Saved entries:
★ ★ ★ ★ ★
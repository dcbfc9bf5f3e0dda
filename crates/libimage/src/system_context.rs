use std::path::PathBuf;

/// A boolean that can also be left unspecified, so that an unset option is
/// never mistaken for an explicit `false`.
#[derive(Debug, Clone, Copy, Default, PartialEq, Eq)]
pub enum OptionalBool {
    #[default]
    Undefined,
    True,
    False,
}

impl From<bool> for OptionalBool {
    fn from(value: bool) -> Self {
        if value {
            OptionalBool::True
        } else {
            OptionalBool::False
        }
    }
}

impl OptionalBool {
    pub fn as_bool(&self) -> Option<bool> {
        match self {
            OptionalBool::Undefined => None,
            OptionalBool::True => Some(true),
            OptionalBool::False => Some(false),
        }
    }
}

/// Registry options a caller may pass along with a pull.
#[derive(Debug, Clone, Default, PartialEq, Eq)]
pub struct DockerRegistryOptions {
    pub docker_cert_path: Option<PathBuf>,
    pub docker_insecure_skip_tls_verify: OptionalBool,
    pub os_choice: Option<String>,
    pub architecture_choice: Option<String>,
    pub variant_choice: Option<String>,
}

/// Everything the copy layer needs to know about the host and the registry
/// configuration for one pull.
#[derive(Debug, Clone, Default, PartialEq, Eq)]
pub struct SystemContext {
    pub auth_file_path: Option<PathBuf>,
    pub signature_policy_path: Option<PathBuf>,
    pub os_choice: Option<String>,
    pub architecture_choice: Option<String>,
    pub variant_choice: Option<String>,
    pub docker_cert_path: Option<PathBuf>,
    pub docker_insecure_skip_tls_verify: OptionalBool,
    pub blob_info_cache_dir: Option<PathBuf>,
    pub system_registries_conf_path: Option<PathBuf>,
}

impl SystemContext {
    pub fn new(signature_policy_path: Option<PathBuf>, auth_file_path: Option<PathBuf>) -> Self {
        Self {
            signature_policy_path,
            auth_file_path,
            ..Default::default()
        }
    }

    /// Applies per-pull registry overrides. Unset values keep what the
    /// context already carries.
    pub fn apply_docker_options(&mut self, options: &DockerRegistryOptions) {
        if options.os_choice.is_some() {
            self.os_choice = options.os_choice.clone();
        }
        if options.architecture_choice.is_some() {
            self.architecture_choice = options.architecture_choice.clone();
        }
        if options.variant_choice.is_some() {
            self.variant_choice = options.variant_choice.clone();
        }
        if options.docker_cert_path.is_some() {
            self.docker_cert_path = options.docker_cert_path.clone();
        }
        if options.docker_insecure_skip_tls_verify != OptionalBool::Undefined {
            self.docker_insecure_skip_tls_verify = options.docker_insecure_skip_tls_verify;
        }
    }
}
★ ★ ★ ★ ★
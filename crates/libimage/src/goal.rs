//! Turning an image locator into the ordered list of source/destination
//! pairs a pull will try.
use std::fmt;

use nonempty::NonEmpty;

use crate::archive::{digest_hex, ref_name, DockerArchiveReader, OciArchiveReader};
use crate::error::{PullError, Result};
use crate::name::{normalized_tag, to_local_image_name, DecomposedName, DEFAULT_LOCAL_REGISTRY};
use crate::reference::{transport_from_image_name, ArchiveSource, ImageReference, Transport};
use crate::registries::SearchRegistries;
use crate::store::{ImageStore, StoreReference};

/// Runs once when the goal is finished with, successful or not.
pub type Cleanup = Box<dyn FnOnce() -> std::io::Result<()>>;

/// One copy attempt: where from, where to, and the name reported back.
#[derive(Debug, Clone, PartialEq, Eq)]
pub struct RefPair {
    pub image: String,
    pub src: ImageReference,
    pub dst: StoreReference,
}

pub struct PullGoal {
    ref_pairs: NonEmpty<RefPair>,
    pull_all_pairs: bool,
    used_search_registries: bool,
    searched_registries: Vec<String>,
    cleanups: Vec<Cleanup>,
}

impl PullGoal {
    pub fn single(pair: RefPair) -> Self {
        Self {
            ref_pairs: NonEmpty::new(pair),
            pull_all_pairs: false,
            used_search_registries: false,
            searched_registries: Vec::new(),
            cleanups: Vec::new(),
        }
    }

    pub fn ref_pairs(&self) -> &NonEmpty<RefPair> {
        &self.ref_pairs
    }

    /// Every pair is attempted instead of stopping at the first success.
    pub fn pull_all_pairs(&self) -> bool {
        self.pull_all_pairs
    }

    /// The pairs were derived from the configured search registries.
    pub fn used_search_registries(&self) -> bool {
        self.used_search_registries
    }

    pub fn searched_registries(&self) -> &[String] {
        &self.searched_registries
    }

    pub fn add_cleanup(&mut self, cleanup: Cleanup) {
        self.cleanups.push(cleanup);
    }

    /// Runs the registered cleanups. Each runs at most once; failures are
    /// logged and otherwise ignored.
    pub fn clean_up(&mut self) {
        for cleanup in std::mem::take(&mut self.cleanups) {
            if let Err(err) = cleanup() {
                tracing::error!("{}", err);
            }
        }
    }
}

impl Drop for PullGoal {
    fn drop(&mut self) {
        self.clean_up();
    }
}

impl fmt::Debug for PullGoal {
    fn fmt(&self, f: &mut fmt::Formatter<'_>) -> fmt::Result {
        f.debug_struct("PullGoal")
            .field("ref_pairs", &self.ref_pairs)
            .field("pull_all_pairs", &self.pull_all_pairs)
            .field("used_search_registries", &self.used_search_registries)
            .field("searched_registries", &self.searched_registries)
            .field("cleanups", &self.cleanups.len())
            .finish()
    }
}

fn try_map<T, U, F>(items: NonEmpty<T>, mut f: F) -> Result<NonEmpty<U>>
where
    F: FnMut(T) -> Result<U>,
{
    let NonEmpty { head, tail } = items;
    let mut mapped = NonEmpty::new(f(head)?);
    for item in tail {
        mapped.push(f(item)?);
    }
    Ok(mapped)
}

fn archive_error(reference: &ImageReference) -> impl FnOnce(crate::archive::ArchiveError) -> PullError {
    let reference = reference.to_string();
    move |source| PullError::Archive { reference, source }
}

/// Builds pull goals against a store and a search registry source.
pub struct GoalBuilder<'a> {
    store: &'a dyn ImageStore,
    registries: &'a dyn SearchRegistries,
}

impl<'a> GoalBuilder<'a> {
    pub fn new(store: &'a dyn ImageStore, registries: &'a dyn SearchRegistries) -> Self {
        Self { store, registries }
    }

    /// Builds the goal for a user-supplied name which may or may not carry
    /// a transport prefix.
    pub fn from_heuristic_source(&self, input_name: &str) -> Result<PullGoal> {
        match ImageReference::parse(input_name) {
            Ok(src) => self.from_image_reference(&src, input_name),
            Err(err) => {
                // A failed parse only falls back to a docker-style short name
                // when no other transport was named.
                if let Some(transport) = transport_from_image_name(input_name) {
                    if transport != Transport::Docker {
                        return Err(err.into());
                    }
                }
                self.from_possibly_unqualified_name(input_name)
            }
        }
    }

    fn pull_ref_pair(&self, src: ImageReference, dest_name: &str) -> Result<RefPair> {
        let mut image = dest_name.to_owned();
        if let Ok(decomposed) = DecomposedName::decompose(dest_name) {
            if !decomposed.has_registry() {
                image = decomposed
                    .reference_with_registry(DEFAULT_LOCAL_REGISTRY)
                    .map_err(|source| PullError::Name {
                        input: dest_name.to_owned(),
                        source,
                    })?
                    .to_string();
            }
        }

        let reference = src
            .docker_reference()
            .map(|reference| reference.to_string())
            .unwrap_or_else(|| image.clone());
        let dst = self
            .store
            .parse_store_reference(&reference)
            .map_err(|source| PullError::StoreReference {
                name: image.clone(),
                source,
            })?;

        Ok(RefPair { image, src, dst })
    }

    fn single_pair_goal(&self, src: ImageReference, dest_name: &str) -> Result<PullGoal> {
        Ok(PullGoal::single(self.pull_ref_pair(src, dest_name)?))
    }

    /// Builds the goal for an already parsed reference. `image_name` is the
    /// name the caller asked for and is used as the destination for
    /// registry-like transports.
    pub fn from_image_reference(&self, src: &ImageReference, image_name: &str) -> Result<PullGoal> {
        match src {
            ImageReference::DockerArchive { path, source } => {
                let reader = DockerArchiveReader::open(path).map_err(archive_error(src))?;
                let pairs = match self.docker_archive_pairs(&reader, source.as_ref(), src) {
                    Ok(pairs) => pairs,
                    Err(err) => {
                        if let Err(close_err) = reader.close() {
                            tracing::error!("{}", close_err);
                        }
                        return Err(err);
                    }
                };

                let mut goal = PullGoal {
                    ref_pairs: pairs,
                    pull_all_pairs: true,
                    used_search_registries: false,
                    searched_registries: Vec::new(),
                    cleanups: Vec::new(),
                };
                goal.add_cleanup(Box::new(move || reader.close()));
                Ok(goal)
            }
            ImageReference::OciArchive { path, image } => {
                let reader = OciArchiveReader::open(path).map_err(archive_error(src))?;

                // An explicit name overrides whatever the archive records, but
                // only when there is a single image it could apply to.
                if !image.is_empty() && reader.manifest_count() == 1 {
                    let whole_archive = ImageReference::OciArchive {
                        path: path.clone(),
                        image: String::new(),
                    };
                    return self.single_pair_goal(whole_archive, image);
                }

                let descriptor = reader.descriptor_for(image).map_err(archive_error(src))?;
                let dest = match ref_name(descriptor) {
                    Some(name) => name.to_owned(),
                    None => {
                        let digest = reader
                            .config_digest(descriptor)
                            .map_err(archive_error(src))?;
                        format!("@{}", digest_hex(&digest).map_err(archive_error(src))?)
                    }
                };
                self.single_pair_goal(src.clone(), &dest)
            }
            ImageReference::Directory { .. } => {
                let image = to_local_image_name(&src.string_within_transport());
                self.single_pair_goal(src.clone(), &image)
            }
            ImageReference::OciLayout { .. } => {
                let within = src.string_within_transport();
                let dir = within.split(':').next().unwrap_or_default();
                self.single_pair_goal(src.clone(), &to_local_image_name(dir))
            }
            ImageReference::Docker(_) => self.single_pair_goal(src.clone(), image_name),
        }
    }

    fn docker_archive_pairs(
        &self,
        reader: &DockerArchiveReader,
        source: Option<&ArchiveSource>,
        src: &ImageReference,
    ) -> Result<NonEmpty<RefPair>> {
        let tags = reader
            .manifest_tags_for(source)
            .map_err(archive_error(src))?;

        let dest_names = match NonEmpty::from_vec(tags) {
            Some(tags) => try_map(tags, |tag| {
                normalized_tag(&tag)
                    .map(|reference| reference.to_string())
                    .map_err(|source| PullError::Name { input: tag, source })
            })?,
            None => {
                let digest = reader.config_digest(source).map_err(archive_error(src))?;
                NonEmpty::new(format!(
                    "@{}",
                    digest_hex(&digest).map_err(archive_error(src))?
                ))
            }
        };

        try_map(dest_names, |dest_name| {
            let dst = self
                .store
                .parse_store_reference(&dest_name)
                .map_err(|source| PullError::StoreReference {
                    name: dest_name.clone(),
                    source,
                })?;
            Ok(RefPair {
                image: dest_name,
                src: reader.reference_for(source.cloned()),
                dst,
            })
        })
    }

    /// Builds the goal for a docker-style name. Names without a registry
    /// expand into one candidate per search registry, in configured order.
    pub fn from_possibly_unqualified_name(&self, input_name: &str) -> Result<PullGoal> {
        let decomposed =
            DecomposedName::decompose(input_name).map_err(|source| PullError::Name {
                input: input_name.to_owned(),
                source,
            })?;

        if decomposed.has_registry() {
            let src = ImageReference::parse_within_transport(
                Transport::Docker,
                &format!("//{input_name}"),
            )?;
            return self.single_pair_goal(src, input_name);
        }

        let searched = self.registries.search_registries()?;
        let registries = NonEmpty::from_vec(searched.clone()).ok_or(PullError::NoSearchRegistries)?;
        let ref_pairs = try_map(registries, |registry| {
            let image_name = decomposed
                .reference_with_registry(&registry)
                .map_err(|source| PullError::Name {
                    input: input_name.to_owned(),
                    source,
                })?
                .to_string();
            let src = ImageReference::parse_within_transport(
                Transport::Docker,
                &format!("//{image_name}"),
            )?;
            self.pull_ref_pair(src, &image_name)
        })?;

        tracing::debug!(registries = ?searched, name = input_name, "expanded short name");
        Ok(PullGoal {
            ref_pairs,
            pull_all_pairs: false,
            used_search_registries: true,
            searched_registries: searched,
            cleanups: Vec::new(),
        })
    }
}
★ ★ ★ ★ ★
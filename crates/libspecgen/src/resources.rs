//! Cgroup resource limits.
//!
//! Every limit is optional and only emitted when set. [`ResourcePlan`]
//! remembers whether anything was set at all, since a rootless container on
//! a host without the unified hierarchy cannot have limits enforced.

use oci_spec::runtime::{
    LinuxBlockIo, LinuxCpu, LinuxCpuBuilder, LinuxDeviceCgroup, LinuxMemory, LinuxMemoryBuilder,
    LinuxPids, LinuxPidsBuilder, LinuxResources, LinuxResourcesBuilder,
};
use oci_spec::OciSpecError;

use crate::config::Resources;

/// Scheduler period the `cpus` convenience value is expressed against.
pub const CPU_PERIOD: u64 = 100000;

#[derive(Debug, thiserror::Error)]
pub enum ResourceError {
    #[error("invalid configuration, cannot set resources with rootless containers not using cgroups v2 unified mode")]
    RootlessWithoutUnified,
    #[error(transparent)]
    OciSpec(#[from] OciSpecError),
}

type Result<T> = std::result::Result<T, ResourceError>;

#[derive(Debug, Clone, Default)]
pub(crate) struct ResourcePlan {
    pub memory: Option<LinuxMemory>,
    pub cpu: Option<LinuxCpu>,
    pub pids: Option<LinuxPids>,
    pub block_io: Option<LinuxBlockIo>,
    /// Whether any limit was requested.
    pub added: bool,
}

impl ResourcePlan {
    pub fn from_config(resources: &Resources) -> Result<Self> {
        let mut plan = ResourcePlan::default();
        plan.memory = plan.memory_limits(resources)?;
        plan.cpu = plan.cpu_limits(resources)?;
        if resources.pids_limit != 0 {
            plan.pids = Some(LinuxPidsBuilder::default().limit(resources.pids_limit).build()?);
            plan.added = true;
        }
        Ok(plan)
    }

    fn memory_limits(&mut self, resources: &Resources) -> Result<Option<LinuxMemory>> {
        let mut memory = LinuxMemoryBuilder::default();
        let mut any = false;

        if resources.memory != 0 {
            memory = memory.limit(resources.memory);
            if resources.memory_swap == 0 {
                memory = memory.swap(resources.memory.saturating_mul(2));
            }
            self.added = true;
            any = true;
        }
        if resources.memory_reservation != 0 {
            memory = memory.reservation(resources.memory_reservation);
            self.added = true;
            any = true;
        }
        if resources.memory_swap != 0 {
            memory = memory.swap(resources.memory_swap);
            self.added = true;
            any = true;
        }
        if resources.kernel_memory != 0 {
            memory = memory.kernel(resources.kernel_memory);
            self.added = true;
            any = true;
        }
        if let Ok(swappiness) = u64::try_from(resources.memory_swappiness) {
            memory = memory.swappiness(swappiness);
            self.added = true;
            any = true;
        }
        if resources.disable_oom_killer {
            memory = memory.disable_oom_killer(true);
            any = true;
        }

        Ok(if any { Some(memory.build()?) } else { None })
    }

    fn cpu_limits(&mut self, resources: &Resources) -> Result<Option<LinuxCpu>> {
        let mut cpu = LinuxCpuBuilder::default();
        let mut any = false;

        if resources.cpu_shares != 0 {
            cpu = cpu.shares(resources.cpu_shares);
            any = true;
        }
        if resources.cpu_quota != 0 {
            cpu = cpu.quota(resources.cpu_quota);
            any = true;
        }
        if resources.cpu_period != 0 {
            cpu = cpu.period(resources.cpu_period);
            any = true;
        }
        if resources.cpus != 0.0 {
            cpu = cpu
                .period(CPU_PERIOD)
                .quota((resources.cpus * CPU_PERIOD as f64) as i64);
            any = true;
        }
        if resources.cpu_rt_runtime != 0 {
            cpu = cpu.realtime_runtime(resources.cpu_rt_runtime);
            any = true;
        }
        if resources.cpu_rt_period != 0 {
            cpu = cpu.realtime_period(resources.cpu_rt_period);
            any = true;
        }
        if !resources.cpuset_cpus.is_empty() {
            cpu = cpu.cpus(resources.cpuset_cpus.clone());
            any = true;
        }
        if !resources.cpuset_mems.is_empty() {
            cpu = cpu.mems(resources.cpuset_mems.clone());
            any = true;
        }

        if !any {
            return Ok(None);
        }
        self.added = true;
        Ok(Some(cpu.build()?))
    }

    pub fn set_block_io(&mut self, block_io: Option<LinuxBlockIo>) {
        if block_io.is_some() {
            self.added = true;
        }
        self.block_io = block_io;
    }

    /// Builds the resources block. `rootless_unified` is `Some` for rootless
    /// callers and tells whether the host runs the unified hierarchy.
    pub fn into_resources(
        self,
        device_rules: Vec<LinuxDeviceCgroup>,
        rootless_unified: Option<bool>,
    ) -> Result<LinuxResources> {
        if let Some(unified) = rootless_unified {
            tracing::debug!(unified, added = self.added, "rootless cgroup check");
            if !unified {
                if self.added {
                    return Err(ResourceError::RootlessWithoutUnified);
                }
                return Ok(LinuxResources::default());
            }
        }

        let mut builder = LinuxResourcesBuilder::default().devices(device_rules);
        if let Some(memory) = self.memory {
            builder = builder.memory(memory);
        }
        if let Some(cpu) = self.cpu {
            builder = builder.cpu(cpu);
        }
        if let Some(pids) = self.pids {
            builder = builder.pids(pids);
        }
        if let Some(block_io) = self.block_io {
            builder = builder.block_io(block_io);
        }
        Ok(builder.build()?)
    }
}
★ ★ ★ ★ ★
• _TRY IT_
Search the data above for the word "return" and count the lines where it appears. Only the number should be given.

• _TASK RESPONSE_
7